Interviewer: Do you think that the bonds that hold the Kemp alumni together are unusual? And why do you think they're so strong?
Dr. Oswell Person: Well, I think, yes, to answer your question first, yes, the bonds are strong. I think it has a lot to do with things that happen in school. The fact that we were segregated, the fact that we had in common this one school. And the community was pretty tight, the boys and girls on the west and east side all converged at E. A. Kemp High School, E. A. Kemp Junior Senior High School. And we had our parents, our church, and our teachers as common pieces in our relationships.

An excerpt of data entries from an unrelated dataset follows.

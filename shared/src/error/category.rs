//! Error category classification

use super::codes::ErrorCode;
use serde::{Deserialize, Serialize};

/// Error category classification based on error code ranges
#[derive(Debug, Clone, Copy, PartialEq, Eq, Hash, Serialize, Deserialize)]
#[serde(rename_all = "snake_case")]
pub enum ErrorCategory {
    /// General errors (0xxx)
    General,
    /// Authentication errors (1xxx)
    Auth,
    /// Permission errors (2xxx)
    Permission,
    /// Companies, products, materials, process sequences (3xxx)
    MasterData,
    /// Job card errors (4xxx)
    Job,
    /// Prepress errors (5xxx)
    Prepress,
    /// Inventory errors (6xxx)
    Inventory,
    /// Purchasing errors (7xxx)
    Purchasing,
    /// User and role errors (8xxx)
    User,
    /// System errors (9xxx)
    System,
}

impl ErrorCategory {
    /// Determine category from error code value
    pub fn from_code(code: u16) -> Self {
        match code {
            0..1000 => Self::General,
            1000..2000 => Self::Auth,
            2000..3000 => Self::Permission,
            3000..4000 => Self::MasterData,
            4000..5000 => Self::Job,
            5000..6000 => Self::Prepress,
            6000..7000 => Self::Inventory,
            7000..8000 => Self::Purchasing,
            8000..9000 => Self::User,
            _ => Self::System,
        }
    }

    pub fn name(&self) -> &'static str {
        match self {
            Self::General => "general",
            Self::Auth => "auth",
            Self::Permission => "permission",
            Self::MasterData => "master_data",
            Self::Job => "job",
            Self::Prepress => "prepress",
            Self::Inventory => "inventory",
            Self::Purchasing => "purchasing",
            Self::User => "user",
            Self::System => "system",
        }
    }
}

impl ErrorCode {
    /// Get the category for this error code
    pub fn category(&self) -> ErrorCategory {
        ErrorCategory::from_code(self.code())
    }
}

#[cfg(test)]
mod tests {
    use super::*;

    #[test]
    fn test_category_from_code() {
        assert_eq!(ErrorCategory::from_code(0), ErrorCategory::General);
        assert_eq!(ErrorCategory::from_code(999), ErrorCategory::General);
        assert_eq!(ErrorCategory::from_code(1001), ErrorCategory::Auth);
        assert_eq!(ErrorCategory::from_code(2001), ErrorCategory::Permission);
        assert_eq!(ErrorCategory::from_code(3303), ErrorCategory::MasterData);
        assert_eq!(ErrorCategory::from_code(4001), ErrorCategory::Job);
        assert_eq!(ErrorCategory::from_code(5002), ErrorCategory::Prepress);
        assert_eq!(ErrorCategory::from_code(6003), ErrorCategory::Inventory);
        assert_eq!(ErrorCategory::from_code(7001), ErrorCategory::Purchasing);
        assert_eq!(ErrorCategory::from_code(8101), ErrorCategory::User);
        assert_eq!(ErrorCategory::from_code(9001), ErrorCategory::System);
        assert_eq!(ErrorCategory::from_code(10000), ErrorCategory::System);
    }

    #[test]
    fn test_error_code_category() {
        assert_eq!(ErrorCode::JobClosed.category(), ErrorCategory::Job);
        assert_eq!(
            ErrorCode::ReceiveExceedsOrdered.category(),
            ErrorCategory::Purchasing
        );
        assert_eq!(ErrorCode::DatabaseError.category(), ErrorCategory::System);
        assert_eq!(ErrorCategory::MasterData.name(), "master_data");
    }
}
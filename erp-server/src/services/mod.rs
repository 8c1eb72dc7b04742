//! Multi-step operations
//!
//! Anything that must read, check and write inside one transaction lives
//! here; handlers call these and the plain `db` functions directly.

pub mod inventory;
pub mod jobs;
pub mod prepress;
pub mod purchasing;
pub mod workflow;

Dr. Oswell Person: If you lived in Bryan from 1940s forward to the point in which the schools merged and were desegregated, you met at E. A. Kemp High at some point in your life, you had that experience. And it was then from the eighth through 12th grades. So whether you went to Washington or Carver, there was a period at which you spent at least five years, even more prior to Carver, because the kids came to Washington Elementary School then, and even before then, you only had the one school, the Bryan Public School for Colored.
Dr. Oswell Person: And that's where I think the cement took place, that we had those things in common. And there's a tendency for us to... Someone said, and I think it was Thomas Wolfe, "You can never go home again." But I find that, when you think about the experiences at E. A. Kemp High, you go home again. Whether a building is torn down and a parking lot is in its place, you remember when it was that building and what happened and so on and so forth. I think all of those things helped to draw us and keep us together.
Dr. Oswell Person: Now, there's a piece in the bylaws that talk about socialization and the like, and that's important. But the one thing that, when I think about, and I think others do the same, Bryan and growing up here, I don't think about the things that were unpleasant, so to speak, my mind is always drawn in the direction of what happened at E. A. Kemp High School. The things like the socials, where boys and girls would meet and try to dance and court and all that kind of... Sometimes it was unrequited, but nonetheless, all of those things. The football games, the basketball games, the after game events, the parades and all those things were really part of what I believe make for the great bond. Someone said to me, not long ago, that this is an atypical group of people in that they're still meeting after all these years and happily so.